Six hundred miles to the southeast of Addis Ababa, Ethiopia’s Somali region is hungry, too – or more accurately, it is thirsty.

By Ryan Lenora Brown (Correspondent, CS Monitor) |

Battered by drought and civil wars, more than 20 million people from Yemen to Tanzania are at risk of starvation in what aid workers call the largest humanitarian crisis since World War II. But over the past two decades, nations that once produced searing images of famine’s toll have moved to thwart it by strengthening community resilience. Our reporters traveled to Madagascar, Ethiopia, and Somaliland to investigate the daunting challenges as well as the long-term efforts that are saving lives.

Addis Ababa is hungry. These days, Ethiopia’s capital seems to need more of almost everything: land for factories, shopping malls and highways; steel and concrete to build new skyscrapers; lanky rods of eucalyptus to scaffold their skeletons as they rise. Addis needs more roads, schools, houses, and cars. It needs apartment buildings for its migrants, and five-star hotels for the unending parade of diplomats attending African Union meetings in the glossy new Chinese-bankrolled headquarters at the center of town. The city fills out and up, seemingly insatiable, nibbling into surrounding farmland and poking higher and higher into the smoggy highland sky.
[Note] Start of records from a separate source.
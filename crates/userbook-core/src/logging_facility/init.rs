//! Logging initialization module
//!
//! Provides a single initialization point for the logging facility.

use std::str::FromStr;
use std::sync::Once;
use tracing_subscriber::{util::SubscriberInitExt, EnvFilter};

/// Targets enabled by default, one per workspace crate
const DEFAULT_TARGETS: [&str; 4] = ["userbook", "userbook_core", "userbook_store", "userbook_engine"];

/// Logging profile configuration
#[derive(Debug, Clone, Copy, PartialEq, Eq)]
pub enum Profile {
    /// Human-readable output for development
    Development,
    /// JSON structured output for production
    Production,
    /// Test capture mode for deterministic testing
    Test,
}

impl FromStr for Profile {
    type Err = String;

    fn from_str(s: &str) -> Result<Self, Self::Err> {
        match s.to_ascii_lowercase().as_str() {
            "pretty" | "dev" | "development" => Ok(Profile::Development),
            "json" | "prod" | "production" => Ok(Profile::Production),
            "test" => Ok(Profile::Test),
            other => Err(format!("unknown logging profile '{}'", other)),
        }
    }
}

fn default_filter(level: &str) -> EnvFilter {
    let directives = DEFAULT_TARGETS
        .iter()
        .map(|target| format!("{}={}", target, level))
        .collect::<Vec<_>>()
        .join(",");
    EnvFilter::new(directives)
}

static INIT_ONCE: Once = Once::new();

/// Initialize the logging facility
///
/// Call once at application startup; later calls are ignored. `RUST_LOG`
/// overrides the profile's default filter.
///
/// # Profiles
///
/// - **Development**: Human-readable logs on stderr with debug level
/// - **Production**: JSON structured logs on stderr with info level
/// - **Test**: Bare registry; use `init_test_capture()` to record events
pub fn init(profile: Profile) {
    INIT_ONCE.call_once(|| match profile {
        Profile::Development => {
            tracing_subscriber::fmt()
                .with_writer(std::io::stderr)
                .with_env_filter(
                    EnvFilter::try_from_default_env().unwrap_or_else(|_| default_filter("debug")),
                )
                .init();
        }
        Profile::Production => {
            tracing_subscriber::fmt()
                .json()
                .with_writer(std::io::stderr)
                .with_env_filter(
                    EnvFilter::try_from_default_env().unwrap_or_else(|_| default_filter("info")),
                )
                .init();
        }
        Profile::Test => {
            tracing_subscriber::registry().init();
        }
    });
}
//! Checksum validation for migrations
//!
//! Computes SHA256 checksums of migration SQL to detect edits after release

use sha2::{Digest, Sha256};

/// Compute SHA256 checksum of a string
pub fn compute_checksum(content: &str) -> String {
    let mut hasher = Sha256::new();
    hasher.update(content.as_bytes());
    hex::encode(hasher.finalize())
}
//! Field keys and event names shared by every log line
//!
//! The `log_op_*` macros write these keys and the test capture reads them
//! back, so both sides agree on one spelling.

pub const FIELD_COMPONENT: &str = "component";
pub const FIELD_OP: &str = "op";
pub const FIELD_EVENT: &str = "event";
pub const FIELD_DURATION_MS: &str = "duration_ms";
pub const FIELD_REQUEST_ID: &str = "request_id";
pub const FIELD_USER_ID: &str = "user_id";
pub const FIELD_ERR_KIND: &str = "err_kind";
pub const FIELD_ERR_CODE: &str = "err_code";

/// Values of the `event` field, in lifecycle order
pub const EVENT_START: &str = "start";
pub const EVENT_END: &str = "end";
pub const EVENT_END_ERROR: &str = "end_error";

#[cfg(test)]
mod tests {
    use super::*;

    #[test]
    fn test_event_names_are_distinct() {
        assert_ne!(EVENT_START, EVENT_END);
        assert_ne!(EVENT_START, EVENT_END_ERROR);
        assert_ne!(EVENT_END, EVENT_END_ERROR);
    }

    #[test]
    fn test_field_keys_are_plain_identifiers() {
        for key in [
            FIELD_COMPONENT,
            FIELD_OP,
            FIELD_EVENT,
            FIELD_DURATION_MS,
            FIELD_REQUEST_ID,
            FIELD_USER_ID,
            FIELD_ERR_KIND,
            FIELD_ERR_CODE,
        ] {
            assert!(key.chars().all(|c| c.is_ascii_lowercase() || c == '_'), "{}", key);
        }
    }
}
Six hundred miles to the southeast, meanwhile, Ethiopia’s Somali region is hungry, too – or more accurately, it is thirsty. It hasn’t rained here – at least, not enough – in more than a year, and more rain isn’t expected until October. It’s already been long enough that grazing lands have grown huge bald spots, and intake at pediatric malnutrition wards has doubled. It’s long enough that ribs ripple visibly beneath the skin of those few cows and camels that have survived, and long enough to leave thousands of young people stranded in romantic purgatory: engaged, in love, but without the money to pay yarad, the traditional Somali bride price.

Unlike in Addis Ababa, where old Soviet Ladas jostle for space with high-end SUVs on traffic-clogged streets, practically the only vehicles on the roads here are ancient, bug-eyed Mercedes cargo trucks carting water and food aid into remote towns.